(Stored items)
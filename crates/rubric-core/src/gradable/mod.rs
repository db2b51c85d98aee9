//! Grading trees
//!
//! A grading tree is built from two node kinds: [`Grade`] leaves holding a
//! bounded, step-quantized value, and [`GradingBlock`] composites that fold
//! their ordered components with ordered [`Action`]s. A [`GradingMethod`] is
//! the named, owned root of such a tree.
//!
//! Every node answers the same four questions: current value, minimum,
//! maximum and normalized value on the canonical `[0, 10]` scale.

mod action;
mod block;
mod grade;
mod method;

use std::fmt;
use std::str::FromStr;

use serde::{Deserialize, Serialize};

use crate::error::{RubricError, Result};

pub use action::Action;
pub use block::GradingBlock;
pub use grade::{Grade, STEP_TOLERANCE};
pub use method::GradingMethod;

/// Upper end of the canonical normalized scale
pub const NORMALIZED_MAX: f64 = 10.0;

/// Linear rescale of `value` from `[min, max]` onto `[0, 10]`.
///
/// A range with `max <= min` cannot be rescaled and counts as maximal.
/// Results are clamped because folded block bounds are endpoint folds and
/// may not enclose the folded value.
pub(crate) fn normalize(value: f64, min: f64, max: f64) -> f64 {
    if max <= min {
        return NORMALIZED_MAX;
    }
    (NORMALIZED_MAX * (value - min) / (max - min)).clamp(0.0, NORMALIZED_MAX)
}

/// Discriminator for the two node kinds
#[derive(Debug, Clone, Copy, PartialEq, Eq, Hash, Serialize, Deserialize)]
#[serde(rename_all = "lowercase")]
pub enum NodeKind {
    Grade,
    Block,
}

impl NodeKind {
    pub fn as_str(self) -> &'static str {
        match self {
            NodeKind::Grade => "grade",
            NodeKind::Block => "block",
        }
    }
}

impl FromStr for NodeKind {
    type Err = RubricError;

    fn from_str(s: &str) -> Result<Self> {
        match s {
            "grade" => Ok(NodeKind::Grade),
            "block" => Ok(NodeKind::Block),
            other => Err(RubricError::integrity(format!(
                "unknown component kind '{}'",
                other
            ))),
        }
    }
}

impl fmt::Display for NodeKind {
    fn fmt(&self, f: &mut fmt::Formatter<'_>) -> fmt::Result {
        f.write_str(self.as_str())
    }
}

/// Any node of a grading tree
#[derive(Debug, Clone, PartialEq)]
pub enum Gradable {
    Grade(Grade),
    Block(GradingBlock),
}

impl Gradable {
    pub fn name(&self) -> &str {
        match self {
            Gradable::Grade(grade) => grade.name(),
            Gradable::Block(block) => block.name(),
        }
    }

    pub fn kind(&self) -> NodeKind {
        match self {
            Gradable::Grade(_) => NodeKind::Grade,
            Gradable::Block(_) => NodeKind::Block,
        }
    }

    pub fn grade(&self) -> Result<f64> {
        match self {
            Gradable::Grade(grade) => grade.grade(),
            Gradable::Block(block) => block.grade(),
        }
    }

    pub fn grade_or_zero(&self) -> Result<f64> {
        match self {
            Gradable::Grade(grade) => Ok(grade.current().unwrap_or(0.0)),
            Gradable::Block(block) => block.grade_or_zero(),
        }
    }

    pub fn min(&self) -> Result<f64> {
        match self {
            Gradable::Grade(grade) => Ok(grade.min()),
            Gradable::Block(block) => block.min(),
        }
    }

    pub fn max(&self) -> Result<f64> {
        match self {
            Gradable::Grade(grade) => Ok(grade.max()),
            Gradable::Block(block) => block.max(),
        }
    }

    pub fn normalized_grade(&self) -> Result<f64> {
        match self {
            Gradable::Grade(grade) => grade.normalized_grade(),
            Gradable::Block(block) => block.normalized_grade(),
        }
    }

    pub fn is_graded(&self) -> bool {
        match self {
            Gradable::Grade(grade) => grade.is_graded(),
            Gradable::Block(block) => block.is_graded(),
        }
    }

    pub fn as_grade(&self) -> Option<&Grade> {
        match self {
            Gradable::Grade(grade) => Some(grade),
            Gradable::Block(_) => None,
        }
    }

    pub fn as_block(&self) -> Option<&GradingBlock> {
        match self {
            Gradable::Block(block) => Some(block),
            Gradable::Grade(_) => None,
        }
    }
}

impl From<Grade> for Gradable {
    fn from(grade: Grade) -> Self {
        Gradable::Grade(grade)
    }
}

impl From<GradingBlock> for Gradable {
    fn from(block: GradingBlock) -> Self {
        Gradable::Block(block)
    }
}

# [TASK BRIEF]
Would you set down every entry again, exactly?

# [SOLUTION FOR THIS EXERCISE]
filename crates/rubric-core/src/gradable/mod.rs
repository db2b51c85d98aee9
//! Grading trees
//!
//! A grading tree is built from two node kinds: [`Grade`] leaves holding a
//! bounded, step-quantized value, and [`GradingBlock`] composites that fold
//! their ordered components with ordered [`Action`]s. A [`GradingMethod`] is
//! the named, owned root of such a tree.
//!
//! Every node answers the same four questions: current value, minimum,
//! maximum and normalized value on the canonical `[0, 10]` scale.

mod action;
mod block;
mod grade;
mod method;

use std::fmt;
use std::str::FromStr;

use serde::{Deserialize, Serialize};

use crate::error::{RubricError, Result};

pub use action::Action;
pub use block::GradingBlock;
pub use grade::{Grade, STEP_TOLERANCE};
pub use method::GradingMethod;

/// Upper end of the canonical normalized scale
pub const NORMALIZED_MAX: f64 = 10.0;

/// Linear rescale of `value` from `[min, max]` onto `[0, 10]`.
///
/// A range with `max <= min` cannot be rescaled and counts as maximal.
/// Results are clamped because folded block bounds are endpoint folds and
/// may not enclose the folded value.
pub(crate) fn normalize(value: f64, min: f64, max: f64) -> f64 {
    if max <= min {
        return NORMALIZED_MAX;
    }
    (NORMALIZED_MAX * (value - min) / (max - min)).clamp(0.0, NORMALIZED_MAX)
}

/// Discriminator for the two node kinds
#[derive(Debug, Clone, Copy, PartialEq, Eq, Hash, Serialize, Deserialize)]
#[serde(rename_all = "lowercase")]
pub enum NodeKind {
    Grade,
    Block,
}

impl NodeKind {
    pub fn as_str(self) -> &'static str {
        match self {
            NodeKind::Grade => "grade",
            NodeKind::Block => "block",
        }
    }
}

impl FromStr for NodeKind {
    type Err = RubricError;

    fn from_str(s: &str) -> Result<Self> {
        match s {
            "grade" => Ok(NodeKind::Grade),
            "block" => Ok(NodeKind::Block),
            other => Err(RubricError::integrity(format!(
                "unknown component kind '{}'",
                other
            ))),
        }
    }
}

impl fmt::Display for NodeKind {
    fn fmt(&self, f: &mut fmt::Formatter<'_>) -> fmt::Result {
        f.write_str(self.as_str())
    }
}

/// Any node of a grading tree
#[derive(Debug, Clone, PartialEq)]
pub enum Gradable {
    Grade(Grade),
    Block(GradingBlock),
}

impl Gradable {
    pub fn name(&self) -> &str {
        match self {
            Gradable::Grade(grade) => grade.name(),
            Gradable::Block(block) => block.name(),
        }
    }

    pub fn kind(&self) -> NodeKind {
        match self {
            Gradable::Grade(_) => NodeKind::Grade,
            Gradable::Block(_) => NodeKind::Block,
        }
    }

    pub fn grade(&self) -> Result<f64> {
        match self {
            Gradable::Grade(grade) => grade.grade(),
            Gradable::Block(block) => block.grade(),
        }
    }

    pub fn grade_or_zero(&self) -> Result<f64> {
        match self {
            Gradable::Grade(grade) => Ok(grade.current().unwrap_or(0.0)),
            Gradable::Block(block) => block.grade_or_zero(),
        }
    }

    pub fn min(&self) -> Result<f64> {
        match self {
            Gradable::Grade(grade) => Ok(grade.min()),
            Gradable::Block(block) => block.min(),
        }
    }

    pub fn max(&self) -> Result<f64> {
        match self {
            Gradable::Grade(grade) => Ok(grade.max()),
            Gradable::Block(block) => block.max(),
        }
    }

    pub fn normalized_grade(&self) -> Result<f64> {
        match self {
            Gradable::Grade(grade) => grade.normalized_grade(),
            Gradable::Block(block) => block.normalized_grade(),
        }
    }

    pub fn is_graded(&self) -> bool {
        match self {
            Gradable::Grade(grade) => grade.is_graded(),
            Gradable::Block(block) => block.is_graded(),
        }
    }

    pub fn as_grade(&self) -> Option<&Grade> {
        match self {
            Gradable::Grade(grade) => Some(grade),
            Gradable::Block(_) => None,
        }
    }

    pub fn as_block(&self) -> Option<&GradingBlock> {
        match self {
            Gradable::Block(block) => Some(block),
            Gradable::Grade(_) => None,
        }
    }
}

impl From<Grade> for Gradable {
    fn from(grade: Grade) -> Self {
        Gradable::Grade(grade)
    }
}

impl From<GradingBlock> for Gradable {
    fn from(block: GradingBlock) -> Self {
        Gradable::Block(block)
    }
}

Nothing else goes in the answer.